I went and did my child dev visit today. The twins are so adorable and they gave me loads of hugs too. I could understand at that point why teenagers want children when they are young, it would make you feel loved and it gives you someone to love. I suppose if you’ve never had that having a child seems like the best thing to do.

Sometimes I try and imagine what it would be like to have a baby now and quite frankly it scares the hell out of me! I’m not responsible enough; I’m way too childish… sometimes I can barely look after myself let alone a baby. How do young mothers cope? I think that maybe I admire them and I know that I think they are stupid for getting themselves in that situation but at least they have the guts to follow it through. Abortion is something that I could never, ever do. To me it is murder and that isn’t right, is it?

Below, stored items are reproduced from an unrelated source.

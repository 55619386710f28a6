// SPDX-FileCopyrightText: 2026 Frontdesk Contributors
// SPDX-License-Identifier: MIT OR Apache-2.0

//! Configuration model structs for the Frontdesk service.
//!
//! All structs use `#[serde(deny_unknown_fields)]` to reject unrecognized
//! config keys at startup, providing actionable error messages.

use serde::{Deserialize, Serialize};

/// Top-level Frontdesk configuration.
///
/// Loaded from TOML files following XDG hierarchy, with environment variable
/// overrides. All sections are optional and default to sensible values;
/// required secrets are checked by validation, not by deserialization.
#[derive(Debug, Clone, Default, Deserialize, Serialize)]
#[serde(deny_unknown_fields)]
pub struct FrontdeskConfig {
    /// Service identity and logging settings.
    #[serde(default)]
    pub service: ServiceConfig,

    /// Inbound webhook endpoint settings.
    #[serde(default)]
    pub webhook: WebhookConfig,

    /// Responder (classify-and-answer) service settings.
    #[serde(default)]
    pub responder: ResponderConfig,

    /// Chat platform API settings.
    #[serde(default)]
    pub platform: PlatformConfig,

    /// Session store settings.
    #[serde(default)]
    pub storage: StorageConfig,
}

/// Service identity and logging configuration.
#[derive(Debug, Clone, Deserialize, Serialize)]
#[serde(deny_unknown_fields)]
pub struct ServiceConfig {
    /// Display name of the service.
    #[serde(default = "default_service_name")]
    pub name: String,

    /// Logging level (trace, debug, info, warn, error).
    #[serde(default = "default_log_level")]
    pub log_level: String,
}

impl Default for ServiceConfig {
    fn default() -> Self {
        Self {
            name: default_service_name(),
            log_level: default_log_level(),
        }
    }
}

fn default_service_name() -> String {
    "frontdesk".to_string()
}

fn default_log_level() -> String {
    "info".to_string()
}

/// Inbound webhook endpoint configuration.
#[derive(Debug, Clone, Deserialize, Serialize)]
#[serde(deny_unknown_fields)]
pub struct WebhookConfig {
    /// Host address to bind.
    #[serde(default = "default_webhook_host")]
    pub host: String,

    /// Port to bind.
    #[serde(default = "default_webhook_port")]
    pub port: u16,

    /// Shared secret the platform includes with each delivery. `None`
    /// accepts unauthenticated deliveries (logged as a warning at startup).
    #[serde(default)]
    pub secret: Option<String>,
}

impl Default for WebhookConfig {
    fn default() -> Self {
        Self {
            host: default_webhook_host(),
            port: default_webhook_port(),
            secret: None,
        }
    }
}

fn default_webhook_host() -> String {
    "127.0.0.1".to_string()
}

fn default_webhook_port() -> u16 {
    8085
}

/// Responder service configuration.
#[derive(Debug, Clone, Deserialize, Serialize)]
#[serde(deny_unknown_fields)]
pub struct ResponderConfig {
    /// Base URL of the classify-and-answer service.
    #[serde(default = "default_responder_base_url")]
    pub base_url: String,

    /// Upper bound on one responder call, in seconds.
    #[serde(default = "default_responder_timeout_secs")]
    pub timeout_secs: u64,
}

impl Default for ResponderConfig {
    fn default() -> Self {
        Self {
            base_url: default_responder_base_url(),
            timeout_secs: default_responder_timeout_secs(),
        }
    }
}

fn default_responder_base_url() -> String {
    "http://127.0.0.1:8000".to_string()
}

fn default_responder_timeout_secs() -> u64 {
    30
}

/// Chat platform API configuration.
///
/// Operator identities are deployment configuration: the bot's own operator
/// id and the human operator that escalated conversations go to.
#[derive(Debug, Clone, Default, Deserialize, Serialize)]
#[serde(deny_unknown_fields)]
pub struct PlatformConfig {
    /// Base URL of the platform REST API. `None` disables outbound calls.
    #[serde(default)]
    pub api_base: Option<String>,

    /// Shared secret sent in the auth header of every outbound call.
    #[serde(default)]
    pub api_key: Option<String>,

    /// Operator id the bot acts as (reverse-transfer target on close).
    #[serde(default)]
    pub bot_operator_id: Option<String>,

    /// Human operator id that escalated conversations are transferred to.
    #[serde(default)]
    pub fallback_operator_id: Option<String>,
}

/// Session store configuration.
#[derive(Debug, Clone, Deserialize, Serialize)]
#[serde(deny_unknown_fields)]
pub struct StorageConfig {
    /// Path to the SQLite database file.
    #[serde(default = "default_database_path")]
    pub database_path: String,

    /// Enable WAL (Write-Ahead Logging) mode for SQLite.
    #[serde(default = "default_wal_mode")]
    pub wal_mode: bool,
}

impl Default for StorageConfig {
    fn default() -> Self {
        Self {
            database_path: default_database_path(),
            wal_mode: default_wal_mode(),
        }
    }
}

fn default_database_path() -> String {
    dirs::data_dir()
        .map(|p| p.join("frontdesk").join("frontdesk.db"))
        .unwrap_or_else(|| std::path::PathBuf::from("frontdesk.db"))
        .to_string_lossy()
        .into_owned()
}

fn default_wal_mode() -> bool {
    true
}

#[cfg(test)]
mod tests {
    use super::*;

    #[test]
    fn default_config_has_expected_values() {
        let config = FrontdeskConfig::default();
        assert_eq!(config.service.name, "frontdesk");
        assert_eq!(config.service.log_level, "info");
        assert_eq!(config.webhook.host, "127.0.0.1");
        assert_eq!(config.webhook.port, 8085);
        assert!(config.webhook.secret.is_none());
        assert_eq!(config.responder.timeout_secs, 30);
        assert!(config.platform.api_base.is_none());
        assert!(config.storage.wal_mode);
    }

    #[test]
    fn toml_overrides_defaults() {
        let toml_str = r#"
[service]
log_level = "debug"

[platform]
api_base = "https://chat.example.com/v1"
api_key = "secret"
bot_operator_id = "op-bot"
fallback_operator_id = "op-human"
"#;
        let config: FrontdeskConfig = toml::from_str(toml_str).unwrap();
        assert_eq!(config.service.log_level, "debug");
        assert_eq!(config.service.name, "frontdesk"); // untouched default
        assert_eq!(
            config.platform.api_base.as_deref(),
            Some("https://chat.example.com/v1")
        );
        assert_eq!(config.platform.bot_operator_id.as_deref(), Some("op-bot"));
        assert_eq!(
            config.platform.fallback_operator_id.as_deref(),
            Some("op-human")
        );
    }

    #[test]
    fn unknown_keys_are_rejected() {
        let toml_str = r#"
[webhook]
prot = 9000
"#;
        let result = toml::from_str::<FrontdeskConfig>(toml_str);
        assert!(result.is_err());
    }
}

I’m in one of those thoughtful moods again, I seem to have so much on my mind right now and every time I sit here and write this I try and explain what I am thinking and what I am feeling. I feel as though the rest of my life is so very far away right now. Everyone around me has so many expectations of me, which is putting me under a lot of pressure. I always get the impression that they feel I have to beat Phil, that I have to better than him. Since when has life been a competition? Sometimes I just want to shout and scream, I’m nothing like him… Right now I am concentrating on just passing them, I don’t have anything to prove and I don’t want to beat Phil.

Have you ever noticed that there is a lot of sibling rivalry? People always say that you have to try and be better than your sibling but I don’t see it. My brother and I have always been very different, linked by our passion of writing, music and wicked sense of humour. Our intelligence is very different, he likes to work at things but if I can’t do something I move on… people say I have such more potential then Phil ever did, what does that matter? How am I supposed to get along with my life and passing these exams if I have to make sure I am better than him?

I try and tell these people that being better is not my main aim. Sometimes I feel like a failure if I do not do as well as Phil did when he was my age, things could be worse, I could completely flunk everything. What would my peers say to that? You what? I couldn’t care less; I’ll try my best, no more or less.